TASK DIRECTIONS: Check each line of the records below and collect those that include the word "cleaned".

DATA FOR REVIEW:
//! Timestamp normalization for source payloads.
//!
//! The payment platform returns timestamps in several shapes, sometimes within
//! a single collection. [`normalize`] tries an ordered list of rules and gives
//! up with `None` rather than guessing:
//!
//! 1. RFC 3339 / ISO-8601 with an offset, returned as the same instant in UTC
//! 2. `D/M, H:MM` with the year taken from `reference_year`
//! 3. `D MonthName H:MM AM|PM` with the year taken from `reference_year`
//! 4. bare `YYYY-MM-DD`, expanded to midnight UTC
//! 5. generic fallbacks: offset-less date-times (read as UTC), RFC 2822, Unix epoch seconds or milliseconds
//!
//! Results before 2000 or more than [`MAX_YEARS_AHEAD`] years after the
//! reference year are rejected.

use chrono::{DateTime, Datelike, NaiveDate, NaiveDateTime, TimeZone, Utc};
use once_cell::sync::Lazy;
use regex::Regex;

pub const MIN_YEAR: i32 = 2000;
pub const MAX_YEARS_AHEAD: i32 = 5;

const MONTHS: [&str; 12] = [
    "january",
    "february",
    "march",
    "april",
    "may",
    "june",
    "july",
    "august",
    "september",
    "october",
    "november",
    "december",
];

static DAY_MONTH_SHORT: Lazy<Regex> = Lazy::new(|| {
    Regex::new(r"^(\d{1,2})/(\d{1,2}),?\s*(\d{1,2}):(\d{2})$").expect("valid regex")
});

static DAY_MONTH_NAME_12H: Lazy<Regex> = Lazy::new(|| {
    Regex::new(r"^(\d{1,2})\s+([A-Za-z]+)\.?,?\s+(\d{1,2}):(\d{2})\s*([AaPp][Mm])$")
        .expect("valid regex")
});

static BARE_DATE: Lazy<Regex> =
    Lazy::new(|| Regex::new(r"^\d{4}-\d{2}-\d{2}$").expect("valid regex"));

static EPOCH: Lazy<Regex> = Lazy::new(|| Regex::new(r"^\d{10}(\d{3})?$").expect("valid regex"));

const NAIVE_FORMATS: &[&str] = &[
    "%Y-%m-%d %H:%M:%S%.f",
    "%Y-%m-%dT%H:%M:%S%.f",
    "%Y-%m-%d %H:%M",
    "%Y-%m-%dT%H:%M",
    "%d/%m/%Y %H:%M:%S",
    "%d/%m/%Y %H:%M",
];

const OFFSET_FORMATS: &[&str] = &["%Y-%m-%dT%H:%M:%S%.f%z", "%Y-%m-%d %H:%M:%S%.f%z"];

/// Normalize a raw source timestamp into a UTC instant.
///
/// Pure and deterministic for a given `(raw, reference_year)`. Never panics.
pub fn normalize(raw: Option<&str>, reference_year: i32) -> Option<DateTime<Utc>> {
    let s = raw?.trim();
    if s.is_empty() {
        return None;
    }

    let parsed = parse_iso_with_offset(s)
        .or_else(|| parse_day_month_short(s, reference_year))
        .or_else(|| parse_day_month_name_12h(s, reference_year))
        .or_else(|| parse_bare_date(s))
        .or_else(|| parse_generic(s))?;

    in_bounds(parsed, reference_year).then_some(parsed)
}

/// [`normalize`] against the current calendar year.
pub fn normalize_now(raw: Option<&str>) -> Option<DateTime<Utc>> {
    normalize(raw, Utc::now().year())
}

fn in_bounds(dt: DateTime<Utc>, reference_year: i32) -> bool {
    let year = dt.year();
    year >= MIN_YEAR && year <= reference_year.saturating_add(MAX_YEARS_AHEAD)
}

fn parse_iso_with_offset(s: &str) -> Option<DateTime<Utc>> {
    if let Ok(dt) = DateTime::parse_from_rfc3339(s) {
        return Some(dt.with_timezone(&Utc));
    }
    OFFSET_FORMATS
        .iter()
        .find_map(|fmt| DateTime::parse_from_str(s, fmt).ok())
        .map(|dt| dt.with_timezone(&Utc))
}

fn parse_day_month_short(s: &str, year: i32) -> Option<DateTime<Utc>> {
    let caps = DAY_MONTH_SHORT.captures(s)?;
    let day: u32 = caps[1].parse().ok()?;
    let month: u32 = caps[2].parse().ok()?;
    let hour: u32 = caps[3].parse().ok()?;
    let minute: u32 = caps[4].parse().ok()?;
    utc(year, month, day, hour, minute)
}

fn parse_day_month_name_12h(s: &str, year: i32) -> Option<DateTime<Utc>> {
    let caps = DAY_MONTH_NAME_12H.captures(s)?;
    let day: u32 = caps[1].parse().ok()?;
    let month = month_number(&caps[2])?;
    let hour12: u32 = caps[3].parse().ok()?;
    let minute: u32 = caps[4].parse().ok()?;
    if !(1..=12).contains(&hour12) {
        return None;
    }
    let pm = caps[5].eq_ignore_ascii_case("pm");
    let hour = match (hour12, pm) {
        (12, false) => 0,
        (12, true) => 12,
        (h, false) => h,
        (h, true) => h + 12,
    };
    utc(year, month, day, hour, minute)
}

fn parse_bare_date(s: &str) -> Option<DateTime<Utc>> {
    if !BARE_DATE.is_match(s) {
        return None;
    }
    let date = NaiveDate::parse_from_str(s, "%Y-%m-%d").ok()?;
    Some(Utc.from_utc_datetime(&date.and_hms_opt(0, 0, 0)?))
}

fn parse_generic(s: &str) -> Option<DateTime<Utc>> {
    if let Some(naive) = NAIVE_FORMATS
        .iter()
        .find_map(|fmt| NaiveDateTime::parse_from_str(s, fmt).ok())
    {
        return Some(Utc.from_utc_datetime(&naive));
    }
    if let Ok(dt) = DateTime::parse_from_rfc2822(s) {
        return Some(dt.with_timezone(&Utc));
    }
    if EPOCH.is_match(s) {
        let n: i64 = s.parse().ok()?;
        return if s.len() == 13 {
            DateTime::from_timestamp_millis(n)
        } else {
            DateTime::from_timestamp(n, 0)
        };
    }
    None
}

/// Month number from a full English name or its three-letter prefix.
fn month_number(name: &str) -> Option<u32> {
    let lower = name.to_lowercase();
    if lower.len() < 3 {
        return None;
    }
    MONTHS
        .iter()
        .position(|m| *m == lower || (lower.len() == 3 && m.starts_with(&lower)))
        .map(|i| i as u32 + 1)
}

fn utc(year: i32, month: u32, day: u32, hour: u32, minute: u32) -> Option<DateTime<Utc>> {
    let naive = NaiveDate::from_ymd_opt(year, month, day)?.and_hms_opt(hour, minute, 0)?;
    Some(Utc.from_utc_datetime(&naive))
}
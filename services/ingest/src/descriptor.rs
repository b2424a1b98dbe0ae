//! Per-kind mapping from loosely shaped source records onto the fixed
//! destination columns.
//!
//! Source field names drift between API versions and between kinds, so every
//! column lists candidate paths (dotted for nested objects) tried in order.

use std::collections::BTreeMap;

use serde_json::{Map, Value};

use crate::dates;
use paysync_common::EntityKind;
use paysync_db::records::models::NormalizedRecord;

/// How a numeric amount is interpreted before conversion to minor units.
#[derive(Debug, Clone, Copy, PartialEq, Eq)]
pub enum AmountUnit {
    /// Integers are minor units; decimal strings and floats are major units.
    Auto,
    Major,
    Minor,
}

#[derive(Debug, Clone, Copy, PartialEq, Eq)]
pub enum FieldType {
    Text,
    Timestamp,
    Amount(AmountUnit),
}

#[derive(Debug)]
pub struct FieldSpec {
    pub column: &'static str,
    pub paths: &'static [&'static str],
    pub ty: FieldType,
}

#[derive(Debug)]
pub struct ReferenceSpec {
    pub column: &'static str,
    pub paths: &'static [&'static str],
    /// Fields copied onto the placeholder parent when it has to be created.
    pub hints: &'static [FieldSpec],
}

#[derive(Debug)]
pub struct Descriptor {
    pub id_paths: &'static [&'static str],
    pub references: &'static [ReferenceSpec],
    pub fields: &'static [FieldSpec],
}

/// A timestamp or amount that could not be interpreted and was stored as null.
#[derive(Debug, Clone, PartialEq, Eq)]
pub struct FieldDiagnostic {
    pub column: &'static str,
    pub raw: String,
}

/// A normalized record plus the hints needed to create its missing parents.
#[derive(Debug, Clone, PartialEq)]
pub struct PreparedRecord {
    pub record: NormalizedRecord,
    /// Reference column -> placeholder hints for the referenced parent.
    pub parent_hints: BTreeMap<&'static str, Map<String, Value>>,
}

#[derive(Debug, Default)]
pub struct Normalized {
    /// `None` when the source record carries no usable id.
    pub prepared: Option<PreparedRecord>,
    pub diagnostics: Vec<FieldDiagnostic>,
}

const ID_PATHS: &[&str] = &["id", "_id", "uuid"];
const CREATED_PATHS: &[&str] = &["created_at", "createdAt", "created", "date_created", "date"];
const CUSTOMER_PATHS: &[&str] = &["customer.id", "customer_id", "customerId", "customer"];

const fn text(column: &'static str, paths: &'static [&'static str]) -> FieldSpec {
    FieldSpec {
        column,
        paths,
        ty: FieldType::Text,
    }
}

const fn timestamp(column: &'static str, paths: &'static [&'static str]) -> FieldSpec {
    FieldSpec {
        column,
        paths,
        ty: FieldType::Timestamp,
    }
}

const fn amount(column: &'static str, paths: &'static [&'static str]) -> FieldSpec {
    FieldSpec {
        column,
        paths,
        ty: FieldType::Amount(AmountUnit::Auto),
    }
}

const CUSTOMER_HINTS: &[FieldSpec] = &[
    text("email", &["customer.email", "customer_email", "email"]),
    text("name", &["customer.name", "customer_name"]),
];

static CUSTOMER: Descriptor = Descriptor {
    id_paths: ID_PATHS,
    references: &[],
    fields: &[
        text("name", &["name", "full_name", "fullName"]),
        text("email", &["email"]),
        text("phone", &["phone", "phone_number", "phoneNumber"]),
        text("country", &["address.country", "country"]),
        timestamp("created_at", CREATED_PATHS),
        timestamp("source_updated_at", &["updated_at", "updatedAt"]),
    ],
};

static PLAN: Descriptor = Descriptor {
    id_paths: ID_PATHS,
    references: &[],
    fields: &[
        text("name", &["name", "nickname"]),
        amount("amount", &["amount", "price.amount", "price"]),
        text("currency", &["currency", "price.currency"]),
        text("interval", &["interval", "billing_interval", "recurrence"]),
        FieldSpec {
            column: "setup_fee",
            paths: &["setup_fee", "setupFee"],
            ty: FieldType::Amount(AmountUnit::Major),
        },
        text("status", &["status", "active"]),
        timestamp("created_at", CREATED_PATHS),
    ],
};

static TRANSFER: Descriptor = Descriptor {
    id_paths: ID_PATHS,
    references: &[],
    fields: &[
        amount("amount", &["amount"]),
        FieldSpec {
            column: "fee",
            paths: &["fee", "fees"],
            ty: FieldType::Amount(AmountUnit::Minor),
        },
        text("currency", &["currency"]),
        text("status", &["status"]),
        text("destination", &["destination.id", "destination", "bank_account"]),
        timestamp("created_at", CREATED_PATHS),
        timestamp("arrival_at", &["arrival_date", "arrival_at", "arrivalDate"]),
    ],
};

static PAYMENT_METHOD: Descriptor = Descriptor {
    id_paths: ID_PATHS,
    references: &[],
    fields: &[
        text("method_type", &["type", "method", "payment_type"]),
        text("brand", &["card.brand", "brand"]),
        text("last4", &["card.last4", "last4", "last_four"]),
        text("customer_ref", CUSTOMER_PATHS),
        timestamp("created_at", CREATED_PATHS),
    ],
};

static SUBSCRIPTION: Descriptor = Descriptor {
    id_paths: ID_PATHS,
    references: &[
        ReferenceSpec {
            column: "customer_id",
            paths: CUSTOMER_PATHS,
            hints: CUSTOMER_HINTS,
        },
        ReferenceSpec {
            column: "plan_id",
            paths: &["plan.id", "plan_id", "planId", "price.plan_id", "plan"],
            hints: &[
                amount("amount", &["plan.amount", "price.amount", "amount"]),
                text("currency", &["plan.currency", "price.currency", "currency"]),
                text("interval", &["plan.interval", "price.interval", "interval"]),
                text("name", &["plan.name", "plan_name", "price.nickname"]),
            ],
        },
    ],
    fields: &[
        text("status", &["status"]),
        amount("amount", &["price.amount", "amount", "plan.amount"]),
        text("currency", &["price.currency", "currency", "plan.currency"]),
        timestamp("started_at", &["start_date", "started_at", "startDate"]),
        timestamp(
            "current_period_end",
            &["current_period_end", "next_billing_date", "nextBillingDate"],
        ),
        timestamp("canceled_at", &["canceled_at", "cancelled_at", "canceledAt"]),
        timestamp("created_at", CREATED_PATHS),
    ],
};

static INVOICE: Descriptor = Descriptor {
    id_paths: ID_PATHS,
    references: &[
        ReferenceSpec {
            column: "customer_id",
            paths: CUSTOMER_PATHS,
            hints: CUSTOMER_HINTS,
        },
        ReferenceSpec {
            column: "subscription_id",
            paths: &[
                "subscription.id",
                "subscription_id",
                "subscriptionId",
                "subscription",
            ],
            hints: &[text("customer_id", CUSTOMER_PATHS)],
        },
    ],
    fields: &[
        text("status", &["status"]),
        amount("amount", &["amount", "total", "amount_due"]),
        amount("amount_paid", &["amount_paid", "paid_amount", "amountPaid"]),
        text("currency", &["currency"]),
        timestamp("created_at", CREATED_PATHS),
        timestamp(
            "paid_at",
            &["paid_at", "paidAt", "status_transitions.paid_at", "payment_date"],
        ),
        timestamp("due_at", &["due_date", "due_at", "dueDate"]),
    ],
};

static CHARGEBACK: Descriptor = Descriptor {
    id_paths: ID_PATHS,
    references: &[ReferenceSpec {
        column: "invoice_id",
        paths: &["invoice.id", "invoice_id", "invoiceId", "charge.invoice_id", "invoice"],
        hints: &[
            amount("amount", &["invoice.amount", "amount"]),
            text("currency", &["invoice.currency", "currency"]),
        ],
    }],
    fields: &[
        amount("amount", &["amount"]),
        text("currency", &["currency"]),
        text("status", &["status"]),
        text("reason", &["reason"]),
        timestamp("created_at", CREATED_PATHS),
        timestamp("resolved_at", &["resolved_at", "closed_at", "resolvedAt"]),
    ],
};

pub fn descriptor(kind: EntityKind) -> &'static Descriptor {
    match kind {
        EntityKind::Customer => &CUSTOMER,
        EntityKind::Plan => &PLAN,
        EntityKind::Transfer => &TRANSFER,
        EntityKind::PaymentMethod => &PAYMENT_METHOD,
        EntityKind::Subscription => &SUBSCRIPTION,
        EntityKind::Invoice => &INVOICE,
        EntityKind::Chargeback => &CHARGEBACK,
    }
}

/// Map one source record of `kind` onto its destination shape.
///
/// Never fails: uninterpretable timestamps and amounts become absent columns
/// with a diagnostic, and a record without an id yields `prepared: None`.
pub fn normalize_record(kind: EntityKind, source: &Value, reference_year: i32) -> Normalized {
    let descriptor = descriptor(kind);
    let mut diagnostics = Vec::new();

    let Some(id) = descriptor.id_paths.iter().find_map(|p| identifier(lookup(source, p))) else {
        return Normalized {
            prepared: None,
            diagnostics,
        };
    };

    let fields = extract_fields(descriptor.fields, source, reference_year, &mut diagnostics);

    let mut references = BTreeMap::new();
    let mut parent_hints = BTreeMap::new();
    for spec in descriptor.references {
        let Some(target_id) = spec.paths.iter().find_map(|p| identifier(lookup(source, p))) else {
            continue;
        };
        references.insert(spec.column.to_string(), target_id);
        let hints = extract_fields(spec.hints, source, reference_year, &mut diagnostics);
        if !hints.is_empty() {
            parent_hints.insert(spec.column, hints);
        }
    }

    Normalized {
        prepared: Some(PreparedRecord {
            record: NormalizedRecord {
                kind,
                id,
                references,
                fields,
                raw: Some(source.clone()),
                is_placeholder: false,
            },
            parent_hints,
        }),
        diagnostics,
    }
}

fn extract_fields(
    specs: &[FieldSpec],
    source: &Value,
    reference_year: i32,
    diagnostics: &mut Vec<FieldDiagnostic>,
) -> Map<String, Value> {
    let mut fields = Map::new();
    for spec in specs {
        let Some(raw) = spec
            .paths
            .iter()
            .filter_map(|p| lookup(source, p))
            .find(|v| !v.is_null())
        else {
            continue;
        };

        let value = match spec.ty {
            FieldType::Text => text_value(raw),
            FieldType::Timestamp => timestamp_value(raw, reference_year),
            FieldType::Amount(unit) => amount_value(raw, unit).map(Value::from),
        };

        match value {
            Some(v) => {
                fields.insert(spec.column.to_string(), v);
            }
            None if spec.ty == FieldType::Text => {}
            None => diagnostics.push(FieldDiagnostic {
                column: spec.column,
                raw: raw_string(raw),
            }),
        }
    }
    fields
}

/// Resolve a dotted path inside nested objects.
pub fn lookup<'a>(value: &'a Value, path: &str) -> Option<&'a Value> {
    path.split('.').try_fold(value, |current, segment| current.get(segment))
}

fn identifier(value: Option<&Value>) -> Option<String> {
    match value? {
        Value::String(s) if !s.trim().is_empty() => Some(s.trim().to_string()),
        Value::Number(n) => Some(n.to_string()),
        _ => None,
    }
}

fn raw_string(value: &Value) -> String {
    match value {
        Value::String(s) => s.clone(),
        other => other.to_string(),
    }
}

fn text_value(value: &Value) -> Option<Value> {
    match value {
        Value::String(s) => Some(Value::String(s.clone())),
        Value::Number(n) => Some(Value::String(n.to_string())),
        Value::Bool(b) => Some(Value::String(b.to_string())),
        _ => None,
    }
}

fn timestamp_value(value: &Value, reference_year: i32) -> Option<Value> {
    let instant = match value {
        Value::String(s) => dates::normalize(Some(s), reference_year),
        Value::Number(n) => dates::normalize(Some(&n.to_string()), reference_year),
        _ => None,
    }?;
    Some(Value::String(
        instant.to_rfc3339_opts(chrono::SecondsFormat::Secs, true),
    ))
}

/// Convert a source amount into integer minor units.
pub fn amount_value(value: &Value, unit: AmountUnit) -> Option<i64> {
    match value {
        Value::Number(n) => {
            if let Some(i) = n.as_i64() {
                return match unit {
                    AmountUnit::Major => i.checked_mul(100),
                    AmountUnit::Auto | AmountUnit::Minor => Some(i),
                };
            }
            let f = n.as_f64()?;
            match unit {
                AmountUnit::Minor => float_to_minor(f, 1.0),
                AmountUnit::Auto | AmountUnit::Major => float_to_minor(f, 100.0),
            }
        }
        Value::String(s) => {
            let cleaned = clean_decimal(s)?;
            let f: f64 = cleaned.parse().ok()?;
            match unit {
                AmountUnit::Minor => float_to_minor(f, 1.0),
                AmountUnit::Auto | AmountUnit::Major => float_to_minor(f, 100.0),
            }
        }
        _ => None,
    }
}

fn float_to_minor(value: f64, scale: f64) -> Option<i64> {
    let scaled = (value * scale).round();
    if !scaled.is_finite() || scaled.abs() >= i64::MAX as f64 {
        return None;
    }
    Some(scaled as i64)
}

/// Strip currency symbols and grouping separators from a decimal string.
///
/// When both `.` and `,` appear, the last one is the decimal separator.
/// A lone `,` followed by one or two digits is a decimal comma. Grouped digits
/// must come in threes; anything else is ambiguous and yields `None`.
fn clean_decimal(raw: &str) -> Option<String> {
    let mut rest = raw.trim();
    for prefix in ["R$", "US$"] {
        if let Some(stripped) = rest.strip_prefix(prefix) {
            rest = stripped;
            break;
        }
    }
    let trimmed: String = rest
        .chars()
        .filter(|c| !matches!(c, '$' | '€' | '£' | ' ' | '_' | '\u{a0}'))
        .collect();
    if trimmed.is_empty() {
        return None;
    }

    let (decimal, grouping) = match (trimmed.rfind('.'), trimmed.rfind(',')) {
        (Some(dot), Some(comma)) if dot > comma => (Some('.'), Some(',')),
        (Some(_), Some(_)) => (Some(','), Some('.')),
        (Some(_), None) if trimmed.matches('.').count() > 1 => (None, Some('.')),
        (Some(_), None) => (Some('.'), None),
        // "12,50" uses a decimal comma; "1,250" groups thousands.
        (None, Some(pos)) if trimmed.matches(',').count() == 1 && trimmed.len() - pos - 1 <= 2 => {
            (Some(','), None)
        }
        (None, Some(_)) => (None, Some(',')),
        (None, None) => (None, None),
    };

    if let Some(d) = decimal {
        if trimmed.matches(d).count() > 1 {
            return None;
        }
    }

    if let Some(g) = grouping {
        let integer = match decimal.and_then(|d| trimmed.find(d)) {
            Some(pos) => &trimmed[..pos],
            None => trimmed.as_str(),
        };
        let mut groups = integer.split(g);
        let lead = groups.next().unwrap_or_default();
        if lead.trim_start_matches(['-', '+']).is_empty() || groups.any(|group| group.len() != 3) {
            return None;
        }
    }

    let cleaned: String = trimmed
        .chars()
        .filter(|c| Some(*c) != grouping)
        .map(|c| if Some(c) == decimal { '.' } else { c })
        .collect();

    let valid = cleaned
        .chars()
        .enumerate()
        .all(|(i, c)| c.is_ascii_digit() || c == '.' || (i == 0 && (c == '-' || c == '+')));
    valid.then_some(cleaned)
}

SOLUTION TO THIS PROBLEM:
            let cleaned = clean_decimal(s)?;
            let f: f64 = cleaned.parse().ok()?;
    let cleaned: String = trimmed
    let valid = cleaned
    valid.then_some(cleaned)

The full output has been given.